At Dave Wright Nissan-Subaru in Cedar Rapids, Iowa, salespeople shoot and send a 55-second vehicle video to every prospect who calls, e-mails or walks into the showroom, dealer Dave Wright says.
The video requirement is helping the dealership sell more cars and has nudged salespeople to become more responsive, Wright says.
Industry statistics support him. Search engine giant Google, which owns YouTube.com, says more than half of all car shoppers watch at least a half-hour of video during the buying process. One in four watches an hour or more, Google says.
Likewise, recent data from AutoTrader.com show that shoppers are 20 percent more likely to click on a specific vehicle listing if it has video.
Anderson Automotive Group in Raleigh, N.C., is differentiating its eight stores by attaching videos to every vehicle listing on its Web sites and on third-party shopping sites, including Cars.com and AutoTrader.com.
The featured video over the past several weeks is a 30-second spot that tells viewers about the group's free Family Pack, says Andy Little, the group's director of variable operations.

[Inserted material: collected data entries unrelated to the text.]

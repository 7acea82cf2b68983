use super::elements;
use serde::{Deserialize, Serialize};
use std::collections::BTreeMap;
use std::path::Path;
use thiserror::Error;

#[derive(Debug, Error)]
pub enum StatisticsError {
    #[error("File I/O error for '{path}': {source}")]
    Io {
        path: String,
        source: std::io::Error,
    },
    #[error("TOML parsing error for '{path}': {source}")]
    Toml {
        path: String,
        source: toml::de::Error,
    },
    #[error("Failed to serialize dataset statistics: {0}")]
    Serialize(#[from] toml::ser::Error),
    #[error("Unknown element symbol '{0}' in self-energy table")]
    UnknownElement(String),
    #[error("Invalid atomic number {0} in self-energy table")]
    InvalidAtomicNumber(u8),
    #[error("Invalid value {value} for '{field}'")]
    InvalidScaling { field: &'static str, value: f64 },
}

/// Reference energy per element, keyed by atomic number.
#[derive(Debug, Clone, Default, PartialEq)]
pub struct AtomicSelfEnergies {
    energies: BTreeMap<u8, f64>,
}

impl AtomicSelfEnergies {
    pub fn new() -> Self {
        Self::default()
    }

    pub fn insert(&mut self, atomic_number: u8, energy: f64) -> Result<(), StatisticsError> {
        if !elements::is_valid_atomic_number(atomic_number) {
            return Err(StatisticsError::InvalidAtomicNumber(atomic_number));
        }
        self.energies.insert(atomic_number, energy);
        Ok(())
    }

    pub fn get(&self, atomic_number: u8) -> Option<f64> {
        self.energies.get(&atomic_number).copied()
    }

    pub fn iter(&self) -> impl Iterator<Item = (u8, f64)> + '_ {
        self.energies.iter().map(|(&z, &e)| (z, e))
    }

    pub fn len(&self) -> usize {
        self.energies.len()
    }

    pub fn is_empty(&self) -> bool {
        self.energies.is_empty()
    }

    /// Dense table indexed directly by atomic number; elements without an entry map to zero.
    pub fn lookup_table(&self) -> Vec<f64> {
        let mut table = vec![0.0; usize::from(elements::MAX_ATOMIC_NUMBER) + 1];
        for (z, e) in self.iter() {
            table[usize::from(z)] = e;
        }
        table
    }

    pub fn from_symbols<'a>(
        entries: impl IntoIterator<Item = (&'a str, f64)>,
    ) -> Result<Self, StatisticsError> {
        let mut table = Self::new();
        for (symbol, energy) in entries {
            let z = elements::atomic_number(symbol)
                .ok_or_else(|| StatisticsError::UnknownElement(symbol.to_string()))?;
            table.insert(z, energy)?;
        }
        Ok(table)
    }

    fn to_symbols(&self) -> BTreeMap<String, f64> {
        self.iter()
            .filter_map(|(z, e)| elements::symbol(z).map(|s| (s.to_string(), e)))
            .collect()
    }
}

impl FromIterator<(u8, f64)> for AtomicSelfEnergies {
    fn from_iter<I: IntoIterator<Item = (u8, f64)>>(iter: I) -> Self {
        Self {
            energies: iter
                .into_iter()
                .filter(|&(z, _)| elements::is_valid_atomic_number(z))
                .collect(),
        }
    }
}

/// Dataset-level constants injected into a potential: `E = raw * stddev + mean + Σ self energies`.
#[derive(Debug, Clone, PartialEq)]
pub struct DatasetStatistics {
    pub scaling_mean: f64,
    pub scaling_stddev: f64,
    pub atomic_self_energies: AtomicSelfEnergies,
}

impl Default for DatasetStatistics {
    fn default() -> Self {
        Self {
            scaling_mean: 0.0,
            scaling_stddev: 1.0,
            atomic_self_energies: AtomicSelfEnergies::default(),
        }
    }
}

#[derive(Debug, Serialize, Deserialize)]
#[serde(rename_all = "kebab-case", deny_unknown_fields)]
struct StatisticsFile {
    #[serde(default)]
    scaling_mean: f64,
    #[serde(default = "unit_stddev")]
    scaling_stddev: f64,
    #[serde(default)]
    self_energies: BTreeMap<String, f64>,
}

fn unit_stddev() -> f64 {
    1.0
}

impl DatasetStatistics {
    pub fn validate(&self) -> Result<(), StatisticsError> {
        if !self.scaling_mean.is_finite() {
            return Err(StatisticsError::InvalidScaling {
                field: "scaling-mean",
                value: self.scaling_mean,
            });
        }
        if !self.scaling_stddev.is_finite() || self.scaling_stddev == 0.0 {
            return Err(StatisticsError::InvalidScaling {
                field: "scaling-stddev",
                value: self.scaling_stddev,
            });
        }
        Ok(())
    }

    pub fn load(path: &Path) -> Result<Self, StatisticsError> {
        let content = std::fs::read_to_string(path).map_err(|e| StatisticsError::Io {
            path: path.to_string_lossy().to_string(),
            source: e,
        })?;
        let file: StatisticsFile = toml::from_str(&content).map_err(|e| StatisticsError::Toml {
            path: path.to_string_lossy().to_string(),
            source: e,
        })?;
        let statistics = Self {
            scaling_mean: file.scaling_mean,
            scaling_stddev: file.scaling_stddev,
            atomic_self_energies: AtomicSelfEnergies::from_symbols(
                file.self_energies.iter().map(|(s, &e)| (s.as_str(), e)),
            )?,
        };
        statistics.validate()?;
        Ok(statistics)
    }

    pub fn to_toml_string(&self) -> Result<String, StatisticsError> {
        let file = StatisticsFile {
            scaling_mean: self.scaling_mean,
            scaling_stddev: self.scaling_stddev,
            self_energies: self.atomic_self_energies.to_symbols(),
        };
        Ok(toml::to_string(&file)?)
    }

    pub fn save(&self, path: &Path) -> Result<(), StatisticsError> {
        let content = self.to_toml_string()?;
        std::fs::write(path, content).map_err(|e| StatisticsError::Io {
            path: path.to_string_lossy().to_string(),
            source: e,
        })
    }
}

#[cfg(test)]
mod tests {
    use super::*;
    use std::fs::File;
    use std::io::Write;
    use tempfile::tempdir;

    #[test]
    fn load_reads_scaling_and_self_energies_by_symbol() {
        let dir = tempdir().unwrap();
        let path = dir.path().join("stats.toml");
        let mut file = File::create(&path).unwrap();
        writeln!(
            file,
            r#"
            scaling-mean = -0.5
            scaling-stddev = 2.0

            [self-energies]
            H = -1313.4
            C = -99366.7
            "#
        )
        .unwrap();

        let stats = DatasetStatistics::load(&path).unwrap();
        assert_eq!(stats.scaling_mean, -0.5);
        assert_eq!(stats.scaling_stddev, 2.0);
        assert_eq!(stats.atomic_self_energies.get(1), Some(-1313.4));
        assert_eq!(stats.atomic_self_energies.get(6), Some(-99366.7));
        assert_eq!(stats.atomic_self_energies.len(), 2);
    }

    #[test]
    fn missing_scaling_keys_fall_back_to_identity() {
        let dir = tempdir().unwrap();
        let path = dir.path().join("stats.toml");
        std::fs::write(&path, "[self-energies]\nO = -4.0\n").unwrap();

        let stats = DatasetStatistics::load(&path).unwrap();
        assert_eq!(stats.scaling_mean, 0.0);
        assert_eq!(stats.scaling_stddev, 1.0);
    }

    #[test]
    fn load_rejects_unknown_elements_and_zero_stddev() {
        let dir = tempdir().unwrap();
        let path = dir.path().join("stats.toml");

        std::fs::write(&path, "[self-energies]\nQq = 1.0\n").unwrap();
        assert!(matches!(
            DatasetStatistics::load(&path),
            Err(StatisticsError::UnknownElement(s)) if s == "Qq"
        ));

        std::fs::write(&path, "scaling-stddev = 0.0\n").unwrap();
        assert!(matches!(
            DatasetStatistics::load(&path),
            Err(StatisticsError::InvalidScaling {
                field: "scaling-stddev",
                ..
            })
        ));
    }

    #[test]
    fn load_reports_io_and_toml_errors() {
        let dir = tempdir().unwrap();
        let missing = dir.path().join("missing.toml");
        assert!(matches!(
            DatasetStatistics::load(&missing),
            Err(StatisticsError::Io { .. })
        ));

        let bad = dir.path().join("bad.toml");
        std::fs::write(&bad, "scaling-mean = \"not a number\"\n").unwrap();
        assert!(matches!(
            DatasetStatistics::load(&bad),
            Err(StatisticsError::Toml { .. })
        ));
    }

    #[test]
    fn saved_statistics_load_back_identically() {
        let dir = tempdir().unwrap();
        let path = dir.path().join("stats.toml");
        let stats = DatasetStatistics {
            scaling_mean: 1.25,
            scaling_stddev: 0.5,
            atomic_self_energies: [(1, -0.5), (8, -75.0)].into_iter().collect(),
        };

        stats.save(&path).unwrap();
        let loaded = DatasetStatistics::load(&path).unwrap();
        assert_eq!(loaded, stats);
    }

    #[test]
    fn lookup_table_is_indexed_by_atomic_number() {
        let table: AtomicSelfEnergies = [(1, -0.5), (6, -38.0)].into_iter().collect();
        let lookup = table.lookup_table();
        assert_eq!(lookup.len(), 101);
        assert_eq!(lookup[1], -0.5);
        assert_eq!(lookup[6], -38.0);
        assert_eq!(lookup[7], 0.0);
    }
}
//! # Representations
//!
//! A representation turns a batch, its (possibly differentiable) positions and a pair list into
//! per-atom features. The potential treats every architecture through the [`Representation`]
//! trait and only ever sees the resulting [`AtomRepresentation`].
//!
//! - [`MessagePassingRepresentation`] embeds atomic numbers and drives a stack of
//!   [`InteractionBlock`](crate::engine::interaction::InteractionBlock)s.
//! - [`AniRepresentation`] builds species-resolved radial and angular environment vectors.

use super::context::ForwardContext;
use super::error::PotentialError;
use super::interaction::AtomRepresentation;
use crate::core::models::batch::AtomSystemBatch;
use crate::core::pairs::enumerate::{PairList, PairMode};
use candle_core::{Tensor, Var};
use std::fmt;

pub mod ani;
pub mod message_passing;

pub use ani::AniRepresentation;
pub use message_passing::MessagePassingRepresentation;

pub trait Representation: fmt::Debug + Send + Sync {
    fn name(&self) -> &'static str;

    fn expected_pair_mode(&self) -> PairMode;

    /// Width of the scalar representation handed to the readout.
    fn output_width(&self) -> usize;

    /// Largest distance, in nanometers, at which a pair still contributes.
    fn cutoff(&self) -> f64;

    fn forward(
        &self,
        batch: &AtomSystemBatch,
        positions: &Tensor,
        pairs: &PairList,
        ctx: &ForwardContext,
    ) -> Result<AtomRepresentation, PotentialError>;

    /// Parameters created outside the potential's variable map, such as a trainable radial basis.
    fn trainable_variables(&self) -> Vec<Var> {
        Vec::new()
    }
}
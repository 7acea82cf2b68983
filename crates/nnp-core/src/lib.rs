//! # nnpforge Core Library
//!
//! Batched message-passing neural network interatomic potentials: functions mapping atomic
//! positions and element types to per-molecule energies, and by reverse-mode differentiation
//! to per-atom forces.
//!
//! ## Architectural Philosophy
//!
//! The library follows a strict three-layer architecture so that the numerics stay testable
//! in isolation from the model that composes them.
//!
//! - **[`core`]: The Foundation.** Stateless data models (`AtomSystemBatch`, `DatasetStatistics`),
//!   length units, pair enumeration, cutoff envelopes, radial and angular featurizers,
//!   scatter-reductions and the self-energy regression.
//!
//! - **[`engine`]: The Logic Core.** The stateful potential. It owns the trainable parameters,
//!   validates configuration, and drives the shared pipeline: embedding, interaction blocks,
//!   readout, reduction and rescaling. Interaction variants (SchNet, PaiNN, attention) plug into
//!   one block interface.
//!
//! - **[`workflows`]: The Public API.** End-to-end procedures such as evaluating energies and
//!   forces for a batch, or fitting per-element self energies from labelled molecules.

pub mod core;
pub mod engine;
pub mod workflows;
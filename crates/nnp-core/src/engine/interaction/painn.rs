use super::{AtomRepresentation, InteractionBlock, PairFeatures, RepresentationUpdate};
use crate::core::ops::scatter::scatter_add;
use candle_core::{DType, Module, Tensor};
use candle_nn::{Linear, VarBuilder, linear, linear_no_bias};

/// Added under the square root of vector norms so their gradient stays finite at zero.
const VECTOR_NORM_EPSILON: f64 = 1e-8;

/// Polarizable atom interaction: a message step followed by a per-atom mixing step.
///
/// Message step, for each pair `(i, j)` with filter `W(d_ij) · f_cut(d_ij)`:
///
/// - `Δq_i += φ(q_j) ∘ W_q`
/// - `Δμ_i += (φ(q_j) ∘ W_r) r̂_ij + (φ(q_j) ∘ W_μ) μ_j`
///
/// Mixing step, per atom, with `V = U μ` and `W = U' μ`:
///
/// - `Δq += a_q + a_qμ ⟨V, W⟩`
/// - `Δμ += a_μ W`
///
/// where `a = ψ(q, ‖V‖)`, gated per atom by `min(1, Σ_j f_cut(d_ij))`. The gate vanishes for atoms
/// without incoming pairs and goes to zero continuously as the last pair reaches the cutoff. Vector
/// updates only scale directions or existing vectors by invariants.
#[derive(Debug, Clone)]
pub struct PaiNNInteraction {
    feature_width: usize,
    radial_width: usize,
    filter_net: Linear,
    interatomic_in: Linear,
    interatomic_out: Linear,
    channel_mix: Linear,
    intra_in: Linear,
    intra_out: Linear,
}

impl PaiNNInteraction {
    pub fn new(feature_width: usize, radial_width: usize, vb: VarBuilder) -> candle_core::Result<Self> {
        let f = feature_width;
        Ok(Self {
            feature_width,
            radial_width,
            filter_net: linear(radial_width, 3 * f, vb.pp("filter_net"))?,
            interatomic_in: linear(f, f, vb.pp("interatomic_in"))?,
            interatomic_out: linear(f, 3 * f, vb.pp("interatomic_out"))?,
            channel_mix: linear_no_bias(f, 2 * f, vb.pp("channel_mix"))?,
            intra_in: linear(2 * f, f, vb.pp("intra_in"))?,
            intra_out: linear(f, 3 * f, vb.pp("intra_out"))?,
        })
    }

    fn chunk(&self, x: &Tensor, dim: usize, k: usize) -> candle_core::Result<Tensor> {
        x.narrow(dim, k * self.feature_width, self.feature_width)?
            .contiguous()
    }

    /// `(Δq, Δμ)` aggregated at the receivers.
    fn messages(
        &self,
        q: &Tensor,
        mu: &Tensor,
        pairs: &PairFeatures,
    ) -> candle_core::Result<(Tensor, Tensor)> {
        let filter = self
            .filter_net
            .forward(&pairs.radial)?
            .broadcast_mul(&pairs.cutoff_weight.unsqueeze(1)?)?;
        let x = self
            .interatomic_out
            .forward(&self.interatomic_in.forward(q)?.silu()?)?
            .index_select(&pairs.idx_j, 0)?
            .mul(&filter)?;

        let dq = self.chunk(&x, 1, 0)?;
        let dmu_r = self.chunk(&x, 1, 1)?;
        let dmu_mu = self.chunk(&x, 1, 2)?;

        let along_bond = dmu_r
            .unsqueeze(1)?
            .broadcast_mul(&pairs.direction.unsqueeze(2)?)?;
        let along_sender = dmu_mu
            .unsqueeze(1)?
            .broadcast_mul(&mu.index_select(&pairs.idx_j, 0)?)?;
        let dmu = along_bond.add(&along_sender)?;

        Ok((
            scatter_add(&dq, &pairs.idx_i, pairs.number_of_atoms)?,
            scatter_add(&dmu, &pairs.idx_i, pairs.number_of_atoms)?,
        ))
    }

    /// `(Δq, Δμ)` of the per-atom mixing step.
    fn mixing(&self, q: &Tensor, mu: &Tensor) -> candle_core::Result<(Tensor, Tensor)> {
        let mixed = self.channel_mix.forward(mu)?;
        let v = self.chunk(&mixed, 2, 0)?;
        let w = self.chunk(&mixed, 2, 1)?;

        let v_norm = v.sqr()?.sum(1)?.affine(1.0, VECTOR_NORM_EPSILON)?.sqrt()?;
        let context = Tensor::cat(&[q, &v_norm], 1)?;
        let x = self
            .intra_out
            .forward(&self.intra_in.forward(&context)?.silu()?)?;

        let a_q = self.chunk(&x, 1, 0)?;
        let a_mu = self.chunk(&x, 1, 1)?;
        let a_qmu = self.chunk(&x, 1, 2)?;

        let dq = a_q.add(&a_qmu.mul(&v.mul(&w)?.sum(1)?)?)?;
        let dmu = a_mu.unsqueeze(1)?.broadcast_mul(&w)?;
        Ok((dq, dmu))
    }
}

impl InteractionBlock for PaiNNInteraction {
    fn name(&self) -> &'static str {
        "painn"
    }

    fn feature_width(&self) -> usize {
        self.feature_width
    }

    fn radial_width(&self) -> usize {
        self.radial_width
    }

    fn carries_vector_channel(&self) -> bool {
        true
    }

    fn forward(
        &self,
        representation: &AtomRepresentation,
        pairs: &PairFeatures,
    ) -> candle_core::Result<RepresentationUpdate> {
        let q = &representation.scalar;
        let (n, f) = q.dims2()?;
        let mu = match &representation.vector {
            Some(mu) => mu.clone(),
            None => Tensor::zeros((n, 3, f), DType::F64, q.device())?,
        };

        if pairs.is_empty() {
            return Ok(RepresentationUpdate {
                scalar: Some(q.zeros_like()?),
                vector: Some(mu.zeros_like()?),
            });
        }

        let (message_dq, message_dmu) = self.messages(q, &mu, pairs)?;
        let (mix_dq, mix_dmu) = self.mixing(&q.add(&message_dq)?, &mu.add(&message_dmu)?)?;

        let gate = scatter_add(&pairs.cutoff_weight, &pairs.idx_i, n)?.clamp(0.0, 1.0)?;
        let dq = message_dq.add(&mix_dq.broadcast_mul(&gate.unsqueeze(1)?)?)?;
        let dmu = message_dmu.add(&mix_dmu.broadcast_mul(&gate.reshape((n, 1, 1))?)?)?;
        Ok(RepresentationUpdate {
            scalar: Some(dq),
            vector: Some(dmu),
        })
    }
}
//! # Operations Module
//!
//! Tensor operations the network needs beyond what the tensor backend offers directly.
//!
//! - [`scatter`] - Scatter-add, weighted receiver-wise softmax and mean, atom-to-molecule reduction
//! - [`activation`] - Shifted softplus

pub mod activation;
pub mod scatter;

The pack is promoted as a $3,000 value that includes lifetime warranties on engines and transmissions of new vehicles and lifetime oil changes.
"We know videos work because people call us back and tell us how excited they are about the video we sent them," Wright says.
The sights and sounds in videos elicit emotional responses that text or still photos can't match, says Danielle Russell, Google's industry director for automotive, who is based in Detroit.
Google, with the help of research companies, surveyed more than 2,000 new-car buyers and charted the online shopping paths of 4,000 people.
The viewers looked at videos on numerous sites, including automakers' Web sites, dealer Web sites and YouTube, Russell says.